Comment as-tu rencontré ces subtils Français ? Je les connais depuis ma première tournée en France, mais on a véritablement commencé à jouer ensemble en 2004 lorsque je les ai rejoints à Roubaix à l’occasion d’un concert qu’ils donnaient avec Damo Suzuki. Nous sommes ensuite restés en contact et avons prévu de monter un projet ensemble.
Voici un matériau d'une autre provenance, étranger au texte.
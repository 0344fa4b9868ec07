//! `{{variable}}` substitution for tool descriptions.

use std::collections::HashMap;

use crate::error::{KernelError, KernelResult};

/// A text template whose `{{name}}` placeholders must all be supplied.
#[derive(Clone, Debug, PartialEq, Eq)]
pub struct Template {
    text: &'static str,
}

impl Template {
    /// Wraps template text.
    #[must_use]
    pub const fn new(text: &'static str) -> Self {
        Self { text }
    }

    /// Returns the names referenced by the template, in order of appearance.
    #[must_use]
    pub fn variables(&self) -> Vec<String> {
        extract_variable_refs(self.text)
    }

    /// Renders the template in a single pass, so substituted values are
    /// never scanned for placeholders themselves.
    ///
    /// # Errors
    ///
    /// Returns [`KernelError::MissingVariable`] if a placeholder has no value.
    pub fn render(&self, vars: &HashMap<&str, String>) -> KernelResult<String> {
        let mut result = String::with_capacity(self.text.len());
        let mut rest = self.text;
        while let Some(start) = rest.find("{{") {
            let after = &rest[start + 2..];
            let Some(end) = after.find("}}") else {
                break;
            };
            result.push_str(&rest[..start]);
            let name = after[..end].trim();
            if name.is_empty() {
                result.push_str(&rest[start..start + 2 + end + 2]);
            } else {
                let value = vars
                    .get(name)
                    .ok_or_else(|| KernelError::MissingVariable { name: name.to_owned() })?;
                result.push_str(value);
            }
            rest = &after[end + 2..];
        }
        result.push_str(rest);
        Ok(result)
    }
}

fn extract_variable_refs(template: &str) -> Vec<String> {
    let mut vars: Vec<String> = Vec::new();
    let mut rest = template;
    while let Some(start) = rest.find("{{") {
        let after = &rest[start + 2..];
        let Some(end) = after.find("}}") else {
            break;
        };
        let name = after[..end].trim();
        if !name.is_empty() && !vars.iter().any(|var| var == name) {
            vars.push(name.to_owned());
        }
        rest = &after[end + 2..];
    }
    vars
}

#[cfg(test)]
mod tests {
    use super::*;

    #[test]
    fn renders_every_occurrence() {
        let template = Template::new("{{name}} on {{env}}; again {{name}}");
        let vars = HashMap::from([("name", "gadget_trace_dns".to_owned()), ("env", "linux".to_owned())]);
        assert_eq!(
            template.render(&vars).unwrap(),
            "gadget_trace_dns on linux; again gadget_trace_dns"
        );
        assert_eq!(template.variables(), ["name", "env"]);
    }

    #[test]
    fn missing_variable_is_an_error() {
        let template = Template::new("{{name}} {{fields}}");
        let vars = HashMap::from([("name", "x".to_owned())]);
        assert!(matches!(
            template.render(&vars),
            Err(KernelError::MissingVariable { name }) if name == "fields"
        ));
    }

    #[test]
    fn substituted_values_are_not_expanded_again() {
        let template = Template::new("{{description}}\n{{ fields }}");
        let vars = HashMap::from([
            ("description", "prints {{fields}} verbatim".to_owned()),
            ("fields", "comm".to_owned()),
        ]);
        assert_eq!(template.render(&vars).unwrap(), "prints {{fields}} verbatim\ncomm");
    }

    #[test]
    fn unterminated_placeholder_is_left_alone() {
        let template = Template::new("value {{open");
        assert!(template.variables().is_empty());
        assert_eq!(template.render(&HashMap::new()).unwrap(), "value {{open");
    }
}
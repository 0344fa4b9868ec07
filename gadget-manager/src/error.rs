//! Error types for gadget management.

use thiserror::Error;

use crate::runtime::RuntimeError;

/// Result alias for gadget manager operations.
pub type GadgetResult<T> = Result<T, GadgetError>;

/// Errors produced by a [`GadgetManager`](crate::GadgetManager).
#[derive(Debug, Error)]
pub enum GadgetError {
    /// The manager configuration was rejected at construction time.
    #[error("invalid gadget manager configuration: {reason}")]
    Configuration {
        /// Human-readable reason for rejection.
        reason: String,
    },

    /// The runtime reported a failure; `operation` names what was attempted.
    #[error("{operation}: {source}")]
    Backend {
        /// Operation being performed, e.g. `running gadget`.
        operation: &'static str,
        /// Underlying runtime error.
        #[source]
        source: RuntimeError,
    },

    /// The manager was shut down while the operation was in flight.
    #[error("{operation}: cancelled by shutdown")]
    Cancelled {
        /// Operation being performed.
        operation: &'static str,
    },

    /// Shared primitive validation failed.
    #[error(transparent)]
    Primitive(#[from] gadget_primitives::Error),
}

impl GadgetError {
    /// Wraps a runtime error with operation context.
    #[must_use]
    pub fn backend(operation: &'static str, source: RuntimeError) -> Self {
        Self::Backend { operation, source }
    }

    /// Convenience constructor for configuration failures.
    #[must_use]
    pub fn configuration(reason: impl Into<String>) -> Self {
        Self::Configuration {
            reason: reason.into(),
        }
    }
}
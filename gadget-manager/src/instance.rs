//! Caller-facing view of a running gadget instance.

use chrono::{DateTime, Utc};
use serde::{Deserialize, Serialize};

use crate::runtime::RuntimeInstance;

const CREATED_BY_TAG: &str = "createdBy=";

/// A detached or running gadget execution as listed to callers.
#[derive(Clone, Debug, PartialEq, Eq, Serialize, Deserialize)]
#[serde(rename_all = "camelCase")]
pub struct GadgetInstance {
    /// Instance identifier.
    pub id: String,
    /// Image the instance was started from.
    pub gadget_image: String,
    /// Non-empty parameter values rendered as `key="value"` pairs.
    pub params: String,
    /// Creator recorded in the instance tags, if any.
    #[serde(default, skip_serializing_if = "String::is_empty")]
    pub created_by: String,
    /// Start time of the instance.
    pub started_at: DateTime<Utc>,
}

impl GadgetInstance {
    /// Builds the caller-facing view of a runtime instance.
    #[must_use]
    pub fn from_runtime(instance: RuntimeInstance) -> Self {
        let created_by = instance
            .tags
            .iter()
            .find_map(|tag| tag.strip_prefix(CREATED_BY_TAG))
            .unwrap_or_default()
            .to_owned();

        let params = instance
            .param_values
            .iter()
            .filter(|(_, value)| !value.is_empty())
            .map(|(key, value)| format!("{key}={value:?}"))
            .collect::<Vec<_>>()
            .join(",");

        Self {
            id: instance.id,
            gadget_image: instance.image_name,
            params,
            created_by,
            started_at: DateTime::from_timestamp(instance.time_created, 0).unwrap_or_default(),
        }
    }
}

impl From<RuntimeInstance> for GadgetInstance {
    fn from(instance: RuntimeInstance) -> Self {
        Self::from_runtime(instance)
    }
}
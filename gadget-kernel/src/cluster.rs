//! Cluster access needed to manage the gadget deployment.

use async_trait::async_trait;
use tracing::debug;

use crate::error::{KernelError, KernelResult};

/// Label selector matching gadget pods.
pub const GADGET_POD_SELECTOR: &str = "k8s-app=gadget";
/// Chart repository; the version is appended as a tag.
pub const CHART_REPOSITORY: &str = "oci://ghcr.io/inspektor-gadget/inspektor-gadget/charts/gadget";
/// Release name used for chart operations.
pub const RELEASE_NAME: &str = "gadget";
/// Namespace used for chart operations.
pub const RELEASE_NAMESPACE: &str = "gadget";

/// Returns the chart reference for `version`.
#[must_use]
pub fn chart_reference(version: &str) -> String {
    format!("{CHART_REPOSITORY}:{version}")
}

/// Pod listing and chart operations against the target cluster.
#[async_trait]
pub trait ClusterClient: Send + Sync {
    /// Returns the namespace of every pod matching `selector`, across all
    /// namespaces.
    async fn pod_namespaces(&self, selector: &str) -> KernelResult<Vec<String>>;

    /// Installs `chart` as `release` into `namespace`, returning a summary.
    async fn install_chart(&self, chart: &str, release: &str, namespace: &str) -> KernelResult<String>;

    /// Uninstalls `release` from `namespace`, returning a summary.
    async fn uninstall_chart(&self, release: &str, namespace: &str) -> KernelResult<String>;

    /// Upgrades `release` in `namespace` to `chart`, returning a summary.
    async fn upgrade_chart(&self, chart: &str, release: &str, namespace: &str) -> KernelResult<String>;

    /// Returns `true` if `release` exists in `namespace`.
    async fn release_exists(&self, release: &str, namespace: &str) -> KernelResult<bool>;
}

/// Where the gadget backend runs, as seen from its pods.
#[derive(Clone, Debug, PartialEq, Eq)]
pub enum DeploymentState {
    /// No gadget pods exist.
    NotDeployed,
    /// Gadget pods exist in exactly one namespace.
    Deployed {
        /// Namespace hosting the pods.
        namespace: String,
    },
}

impl DeploymentState {
    /// Returns `true` when deployed.
    #[must_use]
    pub fn is_deployed(&self) -> bool {
        matches!(self, Self::Deployed { .. })
    }
}

/// Detects whether the gadget backend is deployed.
///
/// # Errors
///
/// Returns [`KernelError::AmbiguousDeployment`] when gadget pods span more
/// than one namespace, or the client's error when pods cannot be listed.
pub async fn detect_deployment(client: &dyn ClusterClient) -> KernelResult<DeploymentState> {
    let pods = client.pod_namespaces(GADGET_POD_SELECTOR).await?;
    let mut namespaces: Vec<String> = Vec::new();
    for namespace in pods {
        if !namespaces.contains(&namespace) {
            namespaces.push(namespace);
        }
    }

    match namespaces.len() {
        0 => {
            debug!("no Inspektor Gadget pods found");
            Ok(DeploymentState::NotDeployed)
        }
        1 => Ok(DeploymentState::Deployed {
            namespace: namespaces.remove(0),
        }),
        _ => {
            debug!(?namespaces, "multiple namespaces found for Inspektor Gadget pods");
            Err(KernelError::AmbiguousDeployment { namespaces })
        }
    }
}

#[cfg(test)]
mod tests {
    use super::*;

    struct Pods(Vec<&'static str>);

    #[async_trait]
    impl ClusterClient for Pods {
        async fn pod_namespaces(&self, selector: &str) -> KernelResult<Vec<String>> {
            assert_eq!(selector, GADGET_POD_SELECTOR);
            Ok(self.0.iter().map(|ns| (*ns).to_owned()).collect())
        }

        async fn install_chart(&self, _: &str, _: &str, _: &str) -> KernelResult<String> {
            unimplemented!()
        }

        async fn uninstall_chart(&self, _: &str, _: &str) -> KernelResult<String> {
            unimplemented!()
        }

        async fn upgrade_chart(&self, _: &str, _: &str, _: &str) -> KernelResult<String> {
            unimplemented!()
        }

        async fn release_exists(&self, _: &str, _: &str) -> KernelResult<bool> {
            unimplemented!()
        }
    }

    #[tokio::test]
    async fn state_follows_pod_namespaces() {
        assert_eq!(
            detect_deployment(&Pods(vec![])).await.unwrap(),
            DeploymentState::NotDeployed
        );
        assert_eq!(
            detect_deployment(&Pods(vec!["gadget", "gadget"])).await.unwrap(),
            DeploymentState::Deployed {
                namespace: "gadget".into()
            }
        );
    }

    #[tokio::test]
    async fn pods_in_several_namespaces_are_ambiguous() {
        let err = detect_deployment(&Pods(vec!["gadget", "kube-system", "gadget"]))
            .await
            .unwrap_err();
        assert!(matches!(
            err,
            KernelError::AmbiguousDeployment { namespaces } if namespaces == ["gadget", "kube-system"]
        ));
    }

    #[test]
    fn chart_reference_appends_version() {
        assert_eq!(
            chart_reference("0.41.0"),
            "oci://ghcr.io/inspektor-gadget/inspektor-gadget/charts/gadget:0.41.0"
        );
    }
}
L’autopsie a débuté en 2007, nous avons donné pas mal de concerts et à force de jouer sur scène nous nous sommes découvert un goût commun pour la musique « acouscousmatique ». Je les rencontre à chaque fois que je me rends en Europe – il y a quelques mois, nous avons donné un concert à Radio Libertaire. A ce jour, nous avons sorti deux LP, une cassette-cercueil et d’autres disques arrivent…
De tes nombreuses collaborations, Porter Records a récemment tiré une compilation, The Torrid. Ces collaborations remettent-elles ç chaque fois en question ton approche musicale ? Si tu détailles le livret de cet album, tu remarqueras que je ne joue pas deux fois dans la même combinaison. Bien sûr, ce serait plus simple de répéter éternellement la même chose, mais souvent l’option la plus confortable est loin d’être la bonne… Je crois qu’il est impératif de prendre quelques risques si l’on veut découvrir quelque chose de neuf et d’intéressant. Lorsque tu collabores, tu as des choix à faire et tu dois évidemment écouter ce que joue celui qui est à tes côtés et tisser à partir de là, sans quoi collaborer ne sert à rien. Le résultat est donc ce qui sort de cette combinaison, toujours différente, qui tient un peu de la chimie. En conséquence, cela a un impact sur ta propre musique même s’il est assez difficile de réussir à prédire leurs effets.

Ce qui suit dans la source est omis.